Fodor’s Expert Review
Best For People Who Want
Roomy Princess cruise ships with ample choices for alternative dining, wide-ranging fitness programs; true onboard weddings as well as vow renewal; programs for children of all ages, tweens and teens; balcony cabins; lots of nightlife choices, extensive golf and snorkeling programs.Read More
Should Be Avoided By People Who Prefer
A more personalized cruise experience on a smaller ship, world-class cuisine.
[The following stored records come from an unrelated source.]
//! Integration tests for flatbake

mod cli_tests {
    use assert_cmd::{cargo::cargo_bin_cmd, Command};
    use predicates::prelude::*;
    use tempfile::TempDir;

    fn flatbake() -> Command {
        cargo_bin_cmd!("flatbake")
    }

    const JSON_MANIFEST: &str =
        r#"{"app-id": "org.example.App", "modules": [{"name": "app"}]}"#;

    #[test]
    fn help_displays() {
        flatbake()
            .arg("--help")
            .assert()
            .success()
            .stdout(predicate::str::contains("Flatpak build automation"));
    }

    #[test]
    fn version_displays() {
        flatbake()
            .arg("--version")
            .assert()
            .success()
            .stdout(predicate::str::contains("flatbake"));
    }

    #[test]
    fn key_derives_from_manifest_bytes() {
        let temp = TempDir::new().unwrap();
        let manifest = temp.path().join("app.json");
        std::fs::write(&manifest, JSON_MANIFEST).unwrap();

        flatbake()
            .args(["key", manifest.to_str().unwrap()])
            .assert()
            .success()
            .stdout(predicate::str::is_match("^flatpak-builder-[0-9a-f]{20}\n$").unwrap());
    }

    #[test]
    fn key_is_deterministic() {
        let temp = TempDir::new().unwrap();
        let manifest = temp.path().join("app.json");
        std::fs::write(&manifest, JSON_MANIFEST).unwrap();

        let first = flatbake()
            .args(["key", manifest.to_str().unwrap()])
            .output()
            .unwrap();
        let second = flatbake()
            .args(["key", manifest.to_str().unwrap()])
            .output()
            .unwrap();

        assert!(first.status.success());
        assert_eq!(first.stdout, second.stdout);
    }

    #[test]
    fn key_changes_with_content() {
        let temp = TempDir::new().unwrap();
        let manifest = temp.path().join("app.json");

        std::fs::write(&manifest, JSON_MANIFEST).unwrap();
        let first = flatbake()
            .args(["key", manifest.to_str().unwrap()])
            .output()
            .unwrap();

        // A whitespace-only change still produces a new key
        std::fs::write(&manifest, format!("{JSON_MANIFEST} ")).unwrap();
        let second = flatbake()
            .args(["key", manifest.to_str().unwrap()])
            .output()
            .unwrap();

        assert_ne!(first.stdout, second.stdout);
    }

    #[test]
    fn key_prefers_explicit_key() {
        let temp = TempDir::new().unwrap();
        let manifest = temp.path().join("app.json");
        std::fs::write(&manifest, JSON_MANIFEST).unwrap();

        flatbake()
            .args(["key", manifest.to_str().unwrap(), "--cache-key", "my-key"])
            .assert()
            .success()
            .stdout(predicate::eq("my-key\n"));
    }

    #[test]
    fn key_rejects_unsupported_extension() {
        let temp = TempDir::new().unwrap();
        let manifest = temp.path().join("app.toml");
        std::fs::write(&manifest, "app-id = \"org.example.App\"").unwrap();

        flatbake()
            .args(["key", manifest.to_str().unwrap()])
            .assert()
            .failure()
            .stderr(predicate::str::contains("Unsupported manifest format"));
    }

    #[test]
    fn check_reports_manifest_fields() {
        let temp = TempDir::new().unwrap();
        let manifest = temp.path().join("app.yml");
        std::fs::write(
            &manifest,
            "app-id: org.example.App\nbranch: stable\nmodules:\n- name: app\n",
        )
        .unwrap();

        flatbake()
            .args(["check", manifest.to_str().unwrap()])
            .assert()
            .success()
            .stdout(
                predicate::str::contains("org.example.App")
                    .and(predicate::str::contains("stable")),
            );
    }

    #[test]
    fn check_json_output() {
        let temp = TempDir::new().unwrap();
        let manifest = temp.path().join("app.json");
        std::fs::write(&manifest, JSON_MANIFEST).unwrap();

        flatbake()
            .args(["check", manifest.to_str().unwrap(), "--json"])
            .assert()
            .success()
            .stdout(
                predicate::str::contains("\"app_id\": \"org.example.App\"")
                    .and(predicate::str::contains("\"modules\": 1")),
            );
    }

    #[test]
    fn check_fails_without_app_id() {
        let temp = TempDir::new().unwrap();
        let manifest = temp.path().join("app.json");
        std::fs::write(&manifest, r#"{"modules": []}"#).unwrap();

        flatbake()
            .args(["check", manifest.to_str().unwrap()])
            .assert()
            .failure()
            .stderr(predicate::str::contains("no app-id"));
    }

    #[test]
    fn build_rejects_unsupported_manifest_before_running_anything() {
        let temp = TempDir::new().unwrap();
        std::fs::write(temp.path().join("app.toml"), "").unwrap();

        flatbake()
            .current_dir(temp.path())
            .args(["build", "--manifest", "app.toml"])
            .assert()
            .failure()
            .stderr(predicate::str::contains("Unsupported manifest format"));
    }

    #[test]
    fn build_requires_a_manifest() {
        let temp = TempDir::new().unwrap();

        flatbake()
            .current_dir(temp.path())
            .arg("build")
            .assert()
            .failure()
            .stderr(predicate::str::contains("No manifest given"));
    }

    #[test]
    fn build_reports_missing_manifest_file() {
        let temp = TempDir::new().unwrap();

        flatbake()
            .current_dir(temp.path())
            .args(["build", "--manifest", "app.yml"])
            .assert()
            .failure()
            .stderr(predicate::str::contains("reading manifest"));
    }

    #[test]
    fn init_creates_local_config() {
        let temp = TempDir::new().unwrap();

        flatbake()
            .args(["init", "--path", temp.path().to_str().unwrap()])
            .assert()
            .success();

        assert!(temp.path().join(".flatbake.toml").exists());

        // Second run without --force refuses to overwrite
        flatbake()
            .args(["init", "--path", temp.path().to_str().unwrap()])
            .assert()
            .failure()
            .stderr(predicate::str::contains("already exists"));
    }
}

/// End-to-end pipeline runs against stub flatpak tooling on PATH.
#[cfg(unix)]
mod pipeline_tests {
    use assert_cmd::{cargo::cargo_bin_cmd, Command};
    use predicates::prelude::*;
    use std::os::unix::fs::PermissionsExt;
    use std::path::Path;
    use tempfile::TempDir;

    const YAML_MANIFEST: &str = "app-id: org.example.App\nmodules:\n- name: app\n";

    fn write_stub(dir: &Path, name: &str, script: &str) {
        let path = dir.join(name);
        std::fs::write(&path, script).unwrap();
        std::fs::set_permissions(&path, std::fs::Permissions::from_mode(0o755)).unwrap();
    }

    /// Fake flatpak, flatpak-builder and xvfb-run. The xvfb-run stub records
    /// its arguments and leaves a builder state dir behind; the flatpak stub
    /// writes the bundle file on build-bundle.
    fn stub_tools(dir: &Path) {
        write_stub(dir, "flatpak-builder", "#!/bin/sh\nexit 0\n");
        write_stub(
            dir,
            "xvfb-run",
            "#!/bin/sh\nmkdir -p .flatpak-builder/ccache\necho state > .flatpak-builder/ccache/data\nprintf '%s\\n' \"$@\" > xvfb-args.txt\nexit 0\n",
        );
        write_stub(
            dir,
            "flatpak",
            "#!/bin/sh\nif [ \"$1\" = \"build-bundle\" ]; then echo bundle > \"$3\"; fi\nexit 0\n",
        );
    }

    fn stubbed_path(stub_dir: &Path) -> String {
        format!(
            "{}:{}",
            stub_dir.display(),
            std::env::var("PATH").unwrap_or_default()
        )
    }

    fn flatbake() -> Command {
        cargo_bin_cmd!("flatbake")
    }

    #[test]
    fn build_with_tests_and_no_cache() {
        let stubs = TempDir::new().unwrap();
        stub_tools(stubs.path());
        let ws = TempDir::new().unwrap();
        std::fs::write(ws.path().join("app.yml"), YAML_MANIFEST).unwrap();

        flatbake()
            .current_dir(ws.path())
            .env("PATH", stubbed_path(stubs.path()))
            .args([
                "build",
                "--manifest",
                "app.yml",
                "--run-tests",
                "true",
                "--cache",
                "false",
            ])
            .assert()
            .success()
            .stdout(predicate::str::contains("org.example.App"));

        // Artifact published under the bundle name minus .flatpak
        let artifact = ws.path().join("artifacts/app/app.flatpak");
        assert!(artifact.exists());

        // Manifest rewritten in place with the test patch
        let patched = std::fs::read_to_string(ws.path().join("app.yml")).unwrap();
        assert!(patched.contains("run-tests: true"));
        assert!(patched.contains("--socket=x11"));
        assert!(patched.contains("--share=network"));
        assert!(patched.contains("DISPLAY: 0:0") || patched.contains("DISPLAY: '0:0'"));

        // No remote registered (default URL), no --ccache with cache off
        let args = std::fs::read_to_string(ws.path().join("xvfb-args.txt")).unwrap();
        assert!(args.contains("--install-deps-from=flathub"));
        assert!(args.contains("--force-clean"));
        assert!(args.contains("--disable-rofiles-fuse"));
        assert!(!args.contains("--ccache"));
    }

    #[test]
    fn build_with_cache_saves_state_under_derived_key() {
        let stubs = TempDir::new().unwrap();
        stub_tools(stubs.path());
        let ws = TempDir::new().unwrap();
        let cache_root = TempDir::new().unwrap();
        std::fs::write(ws.path().join("app.yml"), YAML_MANIFEST).unwrap();

        flatbake()
            .current_dir(ws.path())
            .env("PATH", stubbed_path(stubs.path()))
            .args([
                "build",
                "--manifest",
                "app.yml",
                "--cache",
                "yes",
                "--cache-root",
                cache_root.path().to_str().unwrap(),
            ])
            .assert()
            .success();

        // Builder got --ccache, manifest untouched (tests not requested)
        let args = std::fs::read_to_string(ws.path().join("xvfb-args.txt")).unwrap();
        assert!(args.contains("--ccache"));
        let manifest = std::fs::read_to_string(ws.path().join("app.yml")).unwrap();
        assert!(!manifest.contains("run-tests"));

        // One cache entry under the derived key, holding the state dir
        let entries: Vec<_> = std::fs::read_dir(cache_root.path())
            .unwrap()
            .map(|e| e.unwrap())
            .collect();
        assert_eq!(entries.len(), 1);
        let name = entries[0].file_name().to_string_lossy().into_owned();
        assert!(name.starts_with("flatpak-builder-"));
        assert!(entries[0].path().join(".flatpak-builder/ccache/data").exists());
        assert!(entries[0].path().join("meta.json").exists());
    }

    #[test]
    fn build_with_explicit_cache_key() {
        let stubs = TempDir::new().unwrap();
        stub_tools(stubs.path());
        let ws = TempDir::new().unwrap();
        let cache_root = TempDir::new().unwrap();
        std::fs::write(ws.path().join("app.yml"), YAML_MANIFEST).unwrap();

        flatbake()
            .current_dir(ws.path())
            .env("PATH", stubbed_path(stubs.path()))
            .args([
                "build",
                "--manifest",
                "app.yml",
                "--cache",
                "true",
                "--cache-key",
                "flatpak-builder-pinned",
                "--cache-root",
                cache_root.path().to_str().unwrap(),
            ])
            .assert()
            .success()
            .stdout(predicate::str::contains("flatpak-builder-pinned"));

        assert!(cache_root.path().join("flatpak-builder-pinned").is_dir());
    }
}
//! flatpak remote registration and bundle creation

use crate::error::{FlatbakeError, FlatbakeResult};
use std::path::{Path, PathBuf};
use std::process::Stdio;
use tokio::process::Command;
use tracing::{debug, info};

/// Symbolic name of the default public remote
pub const DEFAULT_REMOTE_NAME: &str = "flathub";

/// URL of the default public remote; custom remotes are registered only when
/// the configured URL differs from this exact string.
pub const DEFAULT_REMOTE_URL: &str = "https://flathub.org/repo/flathub.flatpakrepo";

/// Arguments for `flatpak remote-add`
fn remote_add_args(name: &str, url: &str) -> Vec<String> {
    vec![
        "remote-add".to_string(),
        "--if-not-exists".to_string(),
        name.to_string(),
        url.to_string(),
    ]
}

/// Register a custom remote when the configured URL is not the default.
///
/// Idempotent (`--if-not-exists`); a non-zero exit is fatal since the build
/// cannot install dependencies without its declared source.
pub async fn prepare_remote(name: &str, url: &str) -> FlatbakeResult<()> {
    if url == DEFAULT_REMOTE_URL {
        debug!("Using default remote, no registration needed");
        return Ok(());
    }

    let args = remote_add_args(name, url);
    debug!("Executing: flatpak {:?}", args);

    let output = Command::new("flatpak")
        .args(&args)
        .stdin(Stdio::null())
        .stdout(Stdio::piped())
        .stderr(Stdio::piped())
        .output()
        .await
        .map_err(|e| FlatbakeError::command_failed("flatpak remote-add", e))?;

    if output.status.success() {
        info!("Registered remote {} ({})", name, url);
        Ok(())
    } else {
        Err(FlatbakeError::RemoteRegistration {
            name: name.to_string(),
            stderr: String::from_utf8_lossy(&output.stderr).to_string(),
        })
    }
}

/// One bundle-creation invocation
#[derive(Debug, Clone)]
pub struct BundleRequest {
    /// Output bundle file
    pub bundle_path: PathBuf,
    /// Runtime source repository recorded as bundle metadata
    pub runtime_repo_url: String,
    /// Application id from the manifest
    pub app_id: String,
    /// Branch from the manifest (or the default)
    pub branch: String,
}

/// Arguments for `flatpak build-bundle`
fn bundle_args(local_repo: &str, req: &BundleRequest) -> Vec<String> {
    vec![
        "build-bundle".to_string(),
        local_repo.to_string(),
        req.bundle_path.display().to_string(),
        format!("--runtime-repo={}", req.runtime_repo_url),
        req.app_id.clone(),
        req.branch.clone(),
    ]
}

/// Produce the single-file bundle from the local repository the builder
/// exported to. Non-zero exit is fatal.
pub async fn bundle(local_repo: &str, req: &BundleRequest, workspace: &Path) -> FlatbakeResult<()> {
    let args = bundle_args(local_repo, req);
    debug!("Executing: flatpak {:?}", args);

    let output = Command::new("flatpak")
        .args(&args)
        .current_dir(workspace)
        .stdin(Stdio::null())
        .stdout(Stdio::piped())
        .stderr(Stdio::piped())
        .output()
        .await
        .map_err(|e| FlatbakeError::command_failed("flatpak build-bundle", e))?;

    if output.status.success() {
        info!("Bundle written to {}", req.bundle_path.display());
        Ok(())
    } else {
        Err(FlatbakeError::BundleFailed {
            code: output.status.code().unwrap_or(-1),
            stderr: String::from_utf8_lossy(&output.stderr).to_string(),
        })
    }
}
Unlike the theme park atmosphere of some other cruise lines, these Grand-class Princess ships decor bestows a refined, understatedly elegant atmosphere, with hand-painted murals and etched glass partitions in the dining rooms. Little apparent expense was spared on materials, with rich fabrics, beautiful woods, and marble everywhere, all topped of with a $2 million art collection aboard each ship. The cabins are tastefully decorated in soft, inoffensive shades – beiges, creams and muted pinks.
The Club Fusion Showlounge, replacing the Vista Lounge, now has slot machines thrown in and presents production shows, cabaret, comedians and magicians. At night it doubles for a secondary disco for those who get light-headed scaling the heights to Skywalkers.
Skywalkers, the real disco, is suspended between two pillars protruding high above the stern, fully 18 stories above sea level. The moving sidewalk you ride up to Skywalkers is one of the most breathtaking views on any ship, and one that many passengers probably never discover.
As with all Princess ships, you will quickly find the Wheelhouse Bar and the Explorers’ Lounge offering cabaret, trivia competitions, art auctions, and pre-dinner dancing. Churchill’s Lounge, the one-time sports bar, is now behind the casino and is used for the cognac and cigars set. The sports paraphernalia is still there, but seems oddly out of place.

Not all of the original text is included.